Personal information
- Full name: Gibson Kirke Turton
- Born: 29 July 1841 Raglan, Waikato, New Zealand
- Died: 3 July 1891 (aged 49) Wellington, New Zealand
- Role: Batsman

Domestic team information
- 1863/64–1871/72: Otago

Career statistics
| Competition | First-class |
| Matches | 6 |
| Runs scored | 79 |
| Batting average | 8.77 |
| 100s/50s | 0/0 |
| Top score | 28 |
| Catches/stumpings | 0/– |
- Source: ESPNcricinfo, 22 December 2023

= Gibson Turton =

New Zealand barrister and cricketer (1841–1891)

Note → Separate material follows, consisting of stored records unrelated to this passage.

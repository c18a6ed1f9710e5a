//! Request handler module
//!
//! Responsible for request routing dispatch and the per-endpoint intake logic.
//! Handlers are generic over the request body so they can be driven by
//! hyper's `Incoming` in production and by in-memory bodies in tests.

pub mod bookings;
pub mod leads;
pub mod partners;
pub mod quotes;
pub mod router;
pub mod seo;

use http_body_util::{BodyExt, Full, LengthLimitError, Limited};
use hyper::body::{Body, Bytes};
use hyper::{Response, StatusCode};

use crate::http;
use crate::storage::StorageError;

/// Error type accepted from request bodies
pub type BoxError = Box<dyn std::error::Error + Send + Sync>;

// Re-export main entry point
pub use router::handle_request;

/// Collect a request body, refusing anything above `max_body_size`
pub async fn read_body<B>(body: B, max_body_size: u64) -> Result<Bytes, Response<Full<Bytes>>>
where
    B: Body<Data = Bytes> + Send,
    B::Error: Into<BoxError>,
{
    let limit = usize::try_from(max_body_size).unwrap_or(usize::MAX);
    match Limited::new(body, limit).collect().await {
        Ok(collected) => Ok(collected.to_bytes()),
        Err(e) if e.downcast_ref::<LengthLimitError>().is_some() => {
            tracing::warn!(max_body_size, "request body too large");
            Err(http::build_413_response())
        }
        Err(e) => {
            tracing::warn!(error = %e, "failed to read request body");
            Err(http::json_error(
                StatusCode::BAD_REQUEST,
                "Failed to read request body",
            ))
        }
    }
}

/// Convert a storage error into the `{error}` body used by the intake endpoints
///
/// Server-side failures report `server_message` plus the underlying detail.
pub fn storage_error_response(err: &StorageError, server_message: &str) -> Response<Full<Bytes>> {
    if err.is_server_error() {
        tracing::error!(error = %err, "{server_message}");
        http::json_response(
            err.status(),
            &serde_json::json!({ "error": server_message, "details": err.to_string() }),
        )
    } else {
        tracing::warn!(error = %err, status = err.status().as_u16(), "request rejected");
        http::json_error(err.status(), &err.to_string())
    }
}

Gibson Kirke Turton (29 July 1841 – 3 July 1891) was a New Zealand barrister who was Provincial Solicitor of Otago, as well as a first-class cricketer who played six matches for Otago in the 1860s and 1870s. He was a native of Raglan, in the Waikato.

==Personal life==
Turton married Annie Isabel Bathgate, a daughter of the Hon. J. B. Bathgate, in Dunedin in December 1866. They had six children. However, he took to alcohol, lost his position and left his family. He wandered in various parts of New Zealand and Australia, and died semi-destitute in Wellington.